TASK REQUIREMENTS:
A single number is required: how many lines in the data below contain "order".

Saved data entries:
Content starts
//! Transport-neutral description of one API request.

use std::fmt;

/// HTTP verb used by the platform API.
#[derive(Debug, Clone, Copy, PartialEq, Eq)]
pub enum Method {
    Get,
    Post,
    Put,
    Delete,
}

impl Method {
    #[must_use]
    pub fn as_str(self) -> &'static str {
        match self {
            Method::Get => "GET",
            Method::Post => "POST",
            Method::Put => "PUT",
            Method::Delete => "DELETE",
        }
    }
}

impl fmt::Display for Method {
    fn fmt(&self, f: &mut fmt::Formatter<'_>) -> fmt::Result {
        f.write_str(self.as_str())
    }
}

/// Request payload. The caller picks the encoding.
#[derive(Debug, Clone, PartialEq)]
pub enum RequestBody {
    Empty,
    Json(serde_json::Value),
    /// URL-encoded form, sent in the given order.
    Form(Vec<(String, String)>),
}

/// One request against the platform API.
///
/// `path` segments are joined with `/` after the host; segments may
/// themselves contain `/` (`provisioner/clusters`).
#[derive(Debug, Clone, PartialEq)]
pub struct ApiRequest {
    pub method: Method,
    pub path: Vec<String>,
    pub query: Vec<(String, String)>,
    pub body: RequestBody,
}

impl ApiRequest {
    #[must_use]
    pub fn new<S: AsRef<str>>(method: Method, path: &[S]) -> Self {
        Self {
            method,
            path: path.iter().map(|s| s.as_ref().to_string()).collect(),
            query: Vec::new(),
            body: RequestBody::Empty,
        }
    }

    #[must_use]
    pub fn json(mut self, body: serde_json::Value) -> Self {
        self.body = RequestBody::Json(body);
        self
    }

    #[must_use]
    pub fn form(mut self, fields: Vec<(String, String)>) -> Self {
        self.body = RequestBody::Form(fields);
        self
    }

    #[must_use]
    pub fn query(mut self, key: &str, value: impl Into<String>) -> Self {
        self.query.push((key.to_string(), value.into()));
        self
    }

    /// Path relative to the host, e.g. `apps/billing/env`.
    #[must_use]
    pub fn path_string(&self) -> String {
        self.path.join("/")
    }
}
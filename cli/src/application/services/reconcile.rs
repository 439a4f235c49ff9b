//! Application service — manifest apply use-case.
//!
//! Walks the bundle in a fixed order (framework, cluster, app, app-env,
//! app-cname, network-policy, app-deploy, job) and brings each present
//! section in line with the platform. The first failure stops the run;
//! nothing already applied is rolled back.

use anyhow::{Context, Result};
use shipa_types::{App, Cluster, JobCreateRequest, PoolConfig, Section};

use crate::application::ports::{
    AppApi, ClusterApi, DeployApi, FrameworkApi, JobApi, ManifestTarget,
    ProgressReporter,
};
use crate::domain::{ApplyReport, DeployRequest, ManifestBundle, Outcome, framework_delta};

/// Apply every present section of `bundle`.
///
/// # Errors
///
/// Returns the first section failure, wrapped with the section's context
/// (`failed to create shipa app`, ...).
pub fn apply_manifest(
    api: &impl ManifestTarget,
    reporter: &impl ProgressReporter,
    bundle: &ManifestBundle,
) -> Result<ApplyReport> {
    let mut report = ApplyReport::default();

    if let Some(framework) = &bundle.framework {
        reporter.step(&format!("framework {}", framework.name));
        let outcome = ensure_framework(api, framework).context("failed to create shipa framework")?;
        finish(reporter, &mut report, Section::Framework, &framework.name, outcome);
    }
    if let Some(cluster) = &bundle.cluster {
        reporter.step(&format!("cluster {}", cluster.name));
        let outcome = ensure_cluster(api, cluster)?;
        finish(reporter, &mut report, Section::Cluster, &cluster.name, outcome);
    }
    if let Some(app) = &bundle.app {
        reporter.step(&format!("app {}", app.name));
        let outcome = ensure_app(api, app).context("failed to create shipa app")?;
        finish(reporter, &mut report, Section::App, &app.name, outcome);
    }
    if let Some(env) = &bundle.app_env {
        reporter.step(&format!("env for {}", env.app));
        api.create_app_envs(env).context("failed to create shipa app env")?;
        finish(reporter, &mut report, Section::AppEnv, &env.app, Outcome::Applied);
    }
    if let Some(cname) = &bundle.app_cname {
        reporter.step(&format!("cname {} for {}", cname.cname, cname.app));
        api.create_app_cname(cname)
            .context("failed to create shipa app cname")?;
        finish(reporter, &mut report, Section::AppCname, &cname.app, Outcome::Applied);
    }
    if let Some(policy) = &bundle.network_policy {
        reporter.step(&format!("network policy for {}", policy.app));
        api.put_network_policy(policy)
            .context("failed to create shipa network policy")?;
        finish(reporter, &mut report, Section::NetworkPolicy, &policy.app, Outcome::Applied);
    }
    if let Some(deploy) = &bundle.app_deploy {
        reporter.step(&format!("deploy {}", deploy.app));
        deploy_app(api, deploy).context("failed to deploy shipa app")?;
        finish(reporter, &mut report, Section::AppDeploy, &deploy.app, Outcome::Applied);
    }
    if let Some(job) = &bundle.job {
        reporter.step(&format!("job {}", job.name));
        let outcome = ensure_job(api, job).context("failed to create shipa job")?;
        finish(reporter, &mut report, Section::Job, &job.name, outcome);
    }

    Ok(report)
}

fn finish(
    reporter: &impl ProgressReporter,
    report: &mut ApplyReport,
    section: Section,
    name: &str,
    outcome: Outcome,
) {
    let message = format!("{section} {name}: {outcome}");
    if outcome == Outcome::Unchanged {
        reporter.warn(&message);
    } else {
        reporter.success(&message);
    }
    report.record(section, name, outcome);
}

/// Create the framework unless it already exists. Never updates.
///
/// # Errors
///
/// Lookup failures other than "not found" and create failures.
pub fn ensure_framework(api: &impl FrameworkApi, framework: &PoolConfig) -> Result<Outcome> {
    match api.get_framework(&framework.name) {
        Ok(_) => Ok(Outcome::Unchanged),
        Err(e) if e.is_not_found() => {
            api.create_framework(framework)?;
            Ok(Outcome::Created)
        }
        Err(e) => Err(e.into()),
    }
}

/// Create the cluster, or attach desired frameworks it does not have yet.
///
/// The framework set only grows: names already on the cluster are kept
/// even when the manifest no longer lists them.
///
/// # Errors
///
/// Lookup failures other than "not found", and create or update failures.
pub fn ensure_cluster(api: &impl ClusterApi, desired: &Cluster) -> Result<Outcome> {
    let mut observed = match api.get_cluster(&desired.name) {
        Ok(cluster) => cluster,
        Err(e) if e.is_not_found() => {
            api.create_cluster(desired)
                .context("failed to create shipa cluster")?;
            return Ok(Outcome::Created);
        }
        Err(e) => return Err(e).context("failed to get shipa cluster"),
    };

    let added: Vec<String> = framework_delta(&observed.framework_names(), &desired.framework_names())
        .into_iter()
        .map(str::to_string)
        .collect();
    if added.is_empty() {
        return Ok(Outcome::Unchanged);
    }

    tracing::debug!(cluster = %desired.name, ?added, "attaching frameworks");
    observed.append_frameworks(added.iter().cloned());
    api.update_cluster(&observed)
        .context("failed to update shipa cluster")?;
    Ok(Outcome::Updated { added })
}

/// Create the app unless it already exists. Never updates.
///
/// # Errors
///
/// Lookup failures other than "not found" and create failures.
pub fn ensure_app(api: &impl AppApi, app: &App) -> Result<Outcome> {
    match api.get_app(&app.name) {
        Ok(_) => Ok(Outcome::Unchanged),
        Err(e) if e.is_not_found() => {
            api.create_app(app)?;
            Ok(Outcome::Created)
        }
        Err(e) => Err(e.into()),
    }
}

/// # Errors
///
/// Status, vulnerability or deploy-body failures.
pub fn deploy_app(api: &impl DeployApi, deploy: &DeployRequest) -> Result<()> {
    api.deploy_app(&deploy.app, &deploy.form)?;
    Ok(())
}

/// Create the job unless one with the same name is listed.
///
/// # Errors
///
/// List or create failures.
pub fn ensure_job(api: &impl JobApi, job: &JobCreateRequest) -> Result<Outcome> {
    let jobs = api.list_jobs()?;
    if jobs.iter().any(|j| j.name == job.name) {
        return Ok(Outcome::Unchanged);
    }
    let created = api.create_job(job)?;
    tracing::debug!(name = %job.name, id = %created.id, "job created");
    Ok(Outcome::Created)
}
Content ends
FINISHED TASK:
2